→ RECORDS PROVIDED
- - -

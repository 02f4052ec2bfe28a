use std::collections::HashSet;

use crate::types::{FetchMode, Provider};

/// Used whenever the configured providers resolve to nothing.
pub const DEFAULT_PROVIDER: Provider = Provider::Lrclib;

/// Projects the provider configuration into the ordered candidate lists
/// for the synced and plain passes.
#[derive(Debug, Clone, PartialEq, Eq)]
pub struct ProviderResolver {
    order: Vec<Provider>,
    enabled: HashSet<Provider>,
}

impl Default for ProviderResolver {
    fn default() -> Self {
        Self::new(
            Provider::ALL.to_vec(),
            Provider::ALL.into_iter().filter(|p| *p != Provider::Genius),
        )
    }
}

impl ProviderResolver {
    pub fn new<I>(order: Vec<Provider>, enabled: I) -> Self
    where
        I: IntoIterator<Item = Provider>,
    {
        let mut seen = HashSet::new();
        let order = order.into_iter().filter(|p| seen.insert(*p)).collect();

        Self {
            order,
            enabled: enabled.into_iter().collect(),
        }
    }

    pub fn order(&self) -> &[Provider] {
        &self.order
    }

    pub fn is_enabled(&self, provider: Provider) -> bool {
        self.enabled.contains(&provider)
    }

    /// Enabled providers in priority order. Never empty.
    pub fn ordered_enabled(&self, mode: FetchMode) -> Vec<Provider> {
        let candidates: Vec<Provider> = self
            .order
            .iter()
            .copied()
            .filter(|p| self.enabled.contains(p))
            .filter(|p| mode == FetchMode::Plain || !p.is_plain_only())
            .collect();

        if candidates.is_empty() {
            vec![DEFAULT_PROVIDER]
        } else {
            candidates
        }
    }

    pub fn synced_order(&self) -> Vec<Provider> {
        self.ordered_enabled(FetchMode::Synced)
    }

    pub fn plain_order(&self) -> Vec<Provider> {
        self.ordered_enabled(FetchMode::Plain)
    }
}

- - -

→ EXERCISE OBJECTIVE
Output the material above, all of it, exactly.

→ TASK OUTPUT
repository 02f4052ec2bfe28a
use std::collections::HashSet;

use crate::types::{FetchMode, Provider};

/// Used whenever the configured providers resolve to nothing.
pub const DEFAULT_PROVIDER: Provider = Provider::Lrclib;

/// Projects the provider configuration into the ordered candidate lists
/// for the synced and plain passes.
#[derive(Debug, Clone, PartialEq, Eq)]
pub struct ProviderResolver {
    order: Vec<Provider>,
    enabled: HashSet<Provider>,
}

impl Default for ProviderResolver {
    fn default() -> Self {
        Self::new(
            Provider::ALL.to_vec(),
            Provider::ALL.into_iter().filter(|p| *p != Provider::Genius),
        )
    }
}

impl ProviderResolver {
    pub fn new<I>(order: Vec<Provider>, enabled: I) -> Self
    where
        I: IntoIterator<Item = Provider>,
    {
        let mut seen = HashSet::new();
        let order = order.into_iter().filter(|p| seen.insert(*p)).collect();

        Self {
            order,
            enabled: enabled.into_iter().collect(),
        }
    }

    pub fn order(&self) -> &[Provider] {
        &self.order
    }

    pub fn is_enabled(&self, provider: Provider) -> bool {
        self.enabled.contains(&provider)
    }

    /// Enabled providers in priority order. Never empty.
    pub fn ordered_enabled(&self, mode: FetchMode) -> Vec<Provider> {
        let candidates: Vec<Provider> = self
            .order
            .iter()
            .copied()
            .filter(|p| self.enabled.contains(p))
            .filter(|p| mode == FetchMode::Plain || !p.is_plain_only())
            .collect();

        if candidates.is_empty() {
            vec![DEFAULT_PROVIDER]
        } else {
            candidates
        }
    }

    pub fn synced_order(&self) -> Vec<Provider> {
        self.ordered_enabled(FetchMode::Synced)
    }

    pub fn plain_order(&self) -> Vec<Provider> {
        self.ordered_enabled(FetchMode::Plain)
    }
}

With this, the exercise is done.